INTERROGATÓRIO
“Eu não ia permanecer ali esperando uma reação”, diz investigador julgado por matar PM
Muvuca Popular
“Eu já estava naquela situação traumática. Não iria permanecer ali esperando uma reação, seja de um policial militar ou até de algum amigo do Thiago. Então, preferi preservar minha vida e me apresentar posteriormente na delegacia.”
A declaração foi dada pelo investigador da Polícia Civil Mário Wilson Vieira da Silva Gonçalves durante interrogatório realizado na tarde desta quinta-feira (14), no terceiro dia do Tribunal do Júri em que é denunciado pela morte do policial militar Thiago de Souza Ruiz. O depoimento do réu já ultrapassa cerca de 50 minutos no plenário do Fórum de Cuiabá.

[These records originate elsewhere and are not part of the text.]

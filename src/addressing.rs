// src/addressing.rs
//
// =============================================================================
// ROBOCTAB: PLATE / COLUMN ADDRESSING
// =============================================================================
//
// Turns per-plate column ranges into ordered Destination Sets.
//
// The pipette is an 8-channel head, so a single row-A well addresses a whole
// column. A range whose first column is 0 switches the plate off; it then
// contributes nothing to any set, requirement or batch.

use crate::core::{LabwareRole, Location, MAX_PLATES, PLATE_COLUMNS};
use crate::error::{ProtocolError, Result};
use serde::{Deserialize, Serialize};

// ============================================================================
// 1. COLUMN RANGES
// ============================================================================

/// Inclusive 1-based column range. `first == 0` marks an unused plate.
#[derive(Debug, Clone, Copy, PartialEq, Eq, Serialize, Deserialize)]
pub struct ColumnRange {
    pub first: u8,
    pub last: u8,
}

impl ColumnRange {
    pub const FULL: ColumnRange = ColumnRange {
        first: 1,
        last: PLATE_COLUMNS,
    };
    pub const UNUSED: ColumnRange = ColumnRange { first: 0, last: 0 };

    pub fn new(first: u8, last: u8) -> Self {
        Self { first, last }
    }

    pub fn is_active(&self) -> bool {
        self.first != 0
    }

    pub fn validate(&self, plate: usize) -> Result<()> {
        if !self.is_active() {
            return Ok(());
        }
        if self.last < self.first {
            return Err(ProtocolError::config(format!(
                "plate {plate}: last column {} is before first column {}",
                self.last, self.first
            )));
        }
        if self.last > PLATE_COLUMNS {
            return Err(ProtocolError::config(format!(
                "plate {plate}: last column {} is beyond the {PLATE_COLUMNS} columns of the plate",
                self.last
            )));
        }
        Ok(())
    }

    pub fn len(&self) -> usize {
        if self.is_active() && self.last >= self.first {
            usize::from(self.last - self.first + 1)
        } else {
            0
        }
    }

    pub fn is_empty(&self) -> bool {
        self.len() == 0
    }

    pub fn columns(&self) -> impl Iterator<Item = u8> {
        let (start, end) = if self.is_empty() {
            (1, 0)
        } else {
            (self.first, self.last)
        };
        start..=end
    }
}

impl Default for ColumnRange {
    fn default() -> Self {
        Self::FULL
    }
}

/// Number of plates in use, checking that they form a prefix 1..n.
pub fn active_plate_count(ranges: &[ColumnRange]) -> Result<usize> {
    if ranges.len() > MAX_PLATES {
        return Err(ProtocolError::config(format!(
            "{} plates configured, at most {MAX_PLATES} are supported",
            ranges.len()
        )));
    }
    let count = ranges.iter().take_while(|r| r.is_active()).count();
    if let Some(gap) = ranges[count..].iter().position(|r| r.is_active()) {
        return Err(ProtocolError::config(format!(
            "plate {} is active but plate {} is not; fill plates in order",
            count + gap + 1,
            count + 1
        )));
    }
    if count == 0 {
        return Err(ProtocolError::config("no plate has samples (plate 1 first column is 0)"));
    }
    Ok(count)
}

// ============================================================================
// 2. DESTINATION SETS
// ============================================================================

/// One addressed column, remembering which plate (1-based) it belongs to.
#[derive(Debug, Clone, Copy, PartialEq)]
pub struct Destination {
    pub plate: u8,
    pub column: u8,
    pub location: Location,
}

impl Destination {
    /// The same column on another labware (tip rack, final plate).
    pub fn sibling(&self, labware: LabwareRole) -> Location {
        Location::well(labware, self.column)
    }
}

/// Ordered destinations; the order is the dispense order.
#[derive(Debug, Clone, Default, PartialEq)]
pub struct DestinationSet {
    items: Vec<Destination>,
}

impl DestinationSet {
    pub fn new() -> Self {
        Self::default()
    }

    /// Resolves the columns of one plate-like labware.
    pub fn for_plate(plate: u8, labware: LabwareRole, range: ColumnRange) -> Self {
        let items = range
            .columns()
            .map(|column| Destination {
                plate,
                column,
                location: Location::well(labware, column),
            })
            .collect();
        Self { items }
    }

    /// Concatenates every active plate, using `labware_for` to pick the
    /// labware (sample plate, final plate, tip rack) serving each plate index.
    pub fn across_plates(
        ranges: &[ColumnRange],
        labware_for: impl Fn(u8) -> LabwareRole,
    ) -> Self {
        let mut set = Self::new();
        for (i, range) in ranges.iter().enumerate() {
            let plate = (i + 1) as u8;
            set.extend(Self::for_plate(plate, labware_for(plate), *range));
        }
        set
    }

    pub fn extend(&mut self, other: DestinationSet) {
        self.items.extend(other.items);
    }

    pub fn len(&self) -> usize {
        self.items.len()
    }

    pub fn is_empty(&self) -> bool {
        self.items.is_empty()
    }

    pub fn iter(&self) -> impl Iterator<Item = &Destination> {
        self.items.iter()
    }

    pub fn locations(&self) -> Vec<Location> {
        self.items.iter().map(|d| d.location).collect()
    }

    /// Keeps only the destinations of the given plates, in set order.
    pub fn filter_plates(&self, plates: &[u8]) -> Self {
        Self {
            items: self
                .items
                .iter()
                .filter(|d| plates.contains(&d.plate))
                .copied()
                .collect(),
        }
    }
}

Ao ser questionado sobre o motivo de ter deixado a conveniência logo após os disparos, Mário Wilson afirmou que o ambiente ainda era de tensão, havia outras pessoas armadas no local e ele não sabia onde estava uma segunda arma mencionada durante a confusão.
“A arma havia travado aberta, como já foi falado diversas vezes, e existia uma segunda arma que eu não sabia com quem estava. Naquela situação, eu pensei: e se alguém pegasse essa arma e atirasse em mim?”, declarou.

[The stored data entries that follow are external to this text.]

// src/topology.rs
//
// =============================================================================
// ROBOCTAB: DECK TOPOLOGIES
// =============================================================================
//
// Static layout tables, one per plate count. The slot numbers are fixed by
// the protocol author; nothing here is computed.
//
// A topology answers three questions:
// 1. Which labware exists and where it starts.
// 2. What the deck must look like at each checkpoint.
// 3. How the supernatant transfer is grouped when transfer racks cannot all
//    be on the deck at once.

use crate::core::{LabwareRole, Placement, SlotId, MAX_PLATES};
use crate::deck::{Deck, Requirement};
use crate::error::{ProtocolError, Result};
use serde::{Deserialize, Serialize};
use std::fmt;

/// Protocol points where the deck is reconfigured.
#[derive(Debug, Clone, Copy, PartialEq, Eq, Serialize, Deserialize)]
#[serde(rename_all = "snake_case")]
pub enum Stage {
    /// Chloroform added and mixed; the mixing tips are contaminated.
    AfterChloroform,
    /// A supernatant group other than the last one is done (0-based).
    AfterTransferGroup(usize),
    /// Every supernatant has reached the final plates.
    AfterSupernatant,
}

impl fmt::Display for Stage {
    fn fmt(&self, f: &mut fmt::Formatter<'_>) -> fmt::Result {
        match self {
            Stage::AfterChloroform => write!(f, "after chloroform"),
            Stage::AfterTransferGroup(i) => write!(f, "after supernatant group {}", i + 1),
            Stage::AfterSupernatant => write!(f, "after supernatant transfer"),
        }
    }
}

#[derive(Debug, Clone)]
pub struct Checkpoint {
    pub stage: Stage,
    pub requirements: Vec<Requirement>,
}

#[derive(Debug, Clone)]
pub struct DeckTopology {
    initial: Vec<(LabwareRole, Placement)>,
    checkpoints: Vec<Checkpoint>,
    transfer_groups: Vec<Vec<u8>>,
}

fn on(slot: u8) -> Placement {
    Placement::OnDeck(SlotId(slot))
}

impl DeckTopology {
    /// Selects the layout for `plates` sample plates (1 to 4).
    pub fn for_plates(plates: usize) -> Result<Self> {
        use LabwareRole::*;

        let topology = match plates {
            1 => Self {
                initial: vec![
                    (SamplePlate(1), on(1)),
                    (FinalPlate(1), on(4)),
                    (MixingTips(1), on(2)),
                    (TransferTips(1), on(7)),
                    (ReagentTips, on(5)),
                    (ReagentReservoir, on(3)),
                    (WaterReservoir, on(6)),
                ],
                checkpoints: Vec::new(),
                transfer_groups: vec![vec![1]],
            },
            2 => Self {
                initial: vec![
                    (SamplePlate(1), on(1)),
                    (SamplePlate(2), on(2)),
                    (FinalPlate(1), on(4)),
                    (FinalPlate(2), on(5)),
                    (MixingTips(1), on(6)),
                    (MixingTips(2), on(9)),
                    (TransferTips(1), on(7)),
                    (TransferTips(2), on(8)),
                    (ReagentTips, on(10)),
                    (ReagentReservoir, on(3)),
                    (WaterReservoir, on(11)),
                ],
                checkpoints: Vec::new(),
                transfer_groups: vec![vec![1, 2]],
            },
            3 => Self {
                initial: vec![
                    (SamplePlate(1), on(1)),
                    (SamplePlate(2), on(2)),
                    (SamplePlate(3), on(3)),
                    (FinalPlate(1), on(4)),
                    (FinalPlate(2), on(5)),
                    (FinalPlate(3), on(6)),
                    (MixingTips(1), on(7)),
                    (MixingTips(2), on(8)),
                    (MixingTips(3), on(9)),
                    (ReagentReservoir, on(10)),
                    (WaterReservoir, on(11)),
                    (TransferTips(1), Placement::OffDeck),
                    (TransferTips(2), Placement::OffDeck),
                    (TransferTips(3), Placement::OffDeck),
                    (ReagentTips, Placement::OffDeck),
                ],
                checkpoints: vec![
                    Checkpoint {
                        stage: Stage::AfterChloroform,
                        requirements: vec![
                            Requirement::retired(MixingTips(1)),
                            Requirement::retired(MixingTips(2)),
                            Requirement::retired(MixingTips(3)),
                            Requirement::on_deck(TransferTips(1), 7),
                            Requirement::on_deck(TransferTips(2), 8),
                            Requirement::on_deck(TransferTips(3), 9),
                        ],
                    },
                    Checkpoint {
                        stage: Stage::AfterSupernatant,
                        requirements: vec![
                            Requirement::retired(WaterReservoir),
                            Requirement::on_deck(ReagentTips, 11),
                        ],
                    },
                ],
                transfer_groups: vec![vec![1, 2, 3]],
            },
            4 => Self {
                initial: vec![
                    (SamplePlate(1), on(1)),
                    (SamplePlate(2), on(2)),
                    (SamplePlate(3), on(3)),
                    (SamplePlate(4), on(7)),
                    (MixingTips(1), on(8)),
                    (MixingTips(2), on(9)),
                    (MixingTips(3), on(5)),
                    (MixingTips(4), on(6)),
                    (WaterReservoir, on(10)),
                    (ReagentReservoir, on(11)),
                    (TransferTips(1), Placement::OffDeck),
                    (TransferTips(2), Placement::OffDeck),
                    (TransferTips(3), Placement::OffDeck),
                    (TransferTips(4), Placement::OffDeck),
                    (FinalPlate(1), Placement::OffDeck),
                    (FinalPlate(2), Placement::OffDeck),
                    (FinalPlate(3), Placement::OffDeck),
                    (FinalPlate(4), Placement::OffDeck),
                    (ReagentTips, Placement::OffDeck),
                ],
                checkpoints: vec![
                    Checkpoint {
                        stage: Stage::AfterChloroform,
                        requirements: vec![
                            Requirement::retired(MixingTips(1)),
                            Requirement::retired(MixingTips(2)),
                            Requirement::retired(MixingTips(3)),
                            Requirement::retired(MixingTips(4)),
                            Requirement::retired(WaterReservoir),
                            Requirement::on_deck(TransferTips(1), 8),
                            Requirement::on_deck(TransferTips(2), 9),
                            Requirement::on_deck(FinalPlate(1), 4),
                            Requirement::on_deck(FinalPlate(2), 5),
                            Requirement::on_deck(FinalPlate(3), 6),
                            Requirement::on_deck(FinalPlate(4), 10),
                        ],
                    },
                    Checkpoint {
                        stage: Stage::AfterTransferGroup(0),
                        requirements: vec![
                            Requirement::retired(SamplePlate(1)),
                            Requirement::retired(SamplePlate(2)),
                            Requirement::on_deck(TransferTips(3), 2),
                            Requirement::on_deck(TransferTips(4), 1),
                        ],
                    },
                    Checkpoint {
                        stage: Stage::AfterSupernatant,
                        requirements: vec![
                            Requirement::retired(SamplePlate(3)),
                            Requirement::retired(SamplePlate(4)),
                            Requirement::on_deck(ReagentTips, 3),
                        ],
                    },
                ],
                transfer_groups: vec![vec![1, 2], vec![3, 4]],
            },
            _ => {
                return Err(ProtocolError::config(format!(
                    "{plates} plates requested, between 1 and {MAX_PLATES} are supported"
                )))
            }
        };
        Ok(topology)
    }

    pub fn initial(&self) -> &[(LabwareRole, Placement)] {
        &self.initial
    }

    /// Requirements for `stage`; empty when the layout never changes there.
    pub fn requirements(&self, stage: Stage) -> &[Requirement] {
        self.checkpoints
            .iter()
            .find(|c| c.stage == stage)
            .map(|c| c.requirements.as_slice())
            .unwrap_or(&[])
    }

    pub fn checkpoints(&self) -> &[Checkpoint] {
        &self.checkpoints
    }

    /// Plate indices whose supernatant is transferred together, in order.
    pub fn transfer_groups(&self) -> &[Vec<u8>] {
        &self.transfer_groups
    }

    /// A deck ledger with every labware declared and loaded at its start position.
    pub fn initial_deck(&self) -> Result<Deck> {
        let mut deck = Deck::new();
        for (role, placement) in &self.initial {
            deck.declare(*role)?;
            deck.load(*role, *placement)?;
        }
        Ok(deck)
    }
}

Segundo o investigador, o temor aumentou porque outras pessoas presentes no estabelecimento também teriam se identificado como policiais. Ele disse ainda que estava emocionalmente abalado após a luta corporal travada com o militar.
O julgamento é conduzido pelo juiz Marcos Faleiros da Silva. A acusação é feita pelo promotor Vinícius Gahyva Martins. Já a defesa do investigador é patrocinada pelos advogados Cláudio Dalledone e Renan Canto.
Conforme a denúncia do Ministério Público, o crime ocorreu na madrugada de 28 de abril de 2023, em uma conveniência de posto de combustível nas proximidades da Praça 8 de Abril, na Capital. Imagens de câmeras de segurança registraram os dois conversando antes da confusão. A investigação aponta que, em determinado momento, o policial militar mostrou a arma que carregava na cintura e, na sequência, houve luta corporal e o investigador tomou posse do revólver e efetuou dez disparos que atingiram a vítima.
A estimativa é de que a sessão do júri seja encerrada ainda nesta quinta-feira.